--- START ---

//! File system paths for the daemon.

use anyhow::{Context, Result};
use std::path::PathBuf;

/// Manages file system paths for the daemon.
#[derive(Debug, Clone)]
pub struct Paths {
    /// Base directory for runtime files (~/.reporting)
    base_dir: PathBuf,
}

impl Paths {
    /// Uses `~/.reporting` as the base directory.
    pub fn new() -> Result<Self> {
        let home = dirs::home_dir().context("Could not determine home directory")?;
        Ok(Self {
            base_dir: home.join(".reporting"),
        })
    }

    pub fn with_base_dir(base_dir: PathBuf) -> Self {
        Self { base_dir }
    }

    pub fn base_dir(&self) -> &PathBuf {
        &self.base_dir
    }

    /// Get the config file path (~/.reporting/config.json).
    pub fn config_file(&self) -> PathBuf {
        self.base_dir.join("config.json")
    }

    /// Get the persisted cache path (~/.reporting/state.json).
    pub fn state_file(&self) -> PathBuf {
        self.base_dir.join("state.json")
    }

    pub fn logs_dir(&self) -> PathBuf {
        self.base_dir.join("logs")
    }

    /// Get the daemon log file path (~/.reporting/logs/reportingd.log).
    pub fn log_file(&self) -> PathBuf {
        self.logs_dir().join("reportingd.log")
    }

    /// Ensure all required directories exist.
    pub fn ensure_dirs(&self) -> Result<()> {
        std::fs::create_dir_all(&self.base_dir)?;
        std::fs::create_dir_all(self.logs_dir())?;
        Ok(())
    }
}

--- END ---

### [THE PROBLEM]
Each line containing the word "join" needs to be copied from the data above.

### [FINISHED EXERCISE]
            base_dir: home.join(".reporting"),
        self.base_dir.join("config.json")
        self.base_dir.join("state.json")
        self.base_dir.join("logs")
        self.logs_dir().join("reportingd.log")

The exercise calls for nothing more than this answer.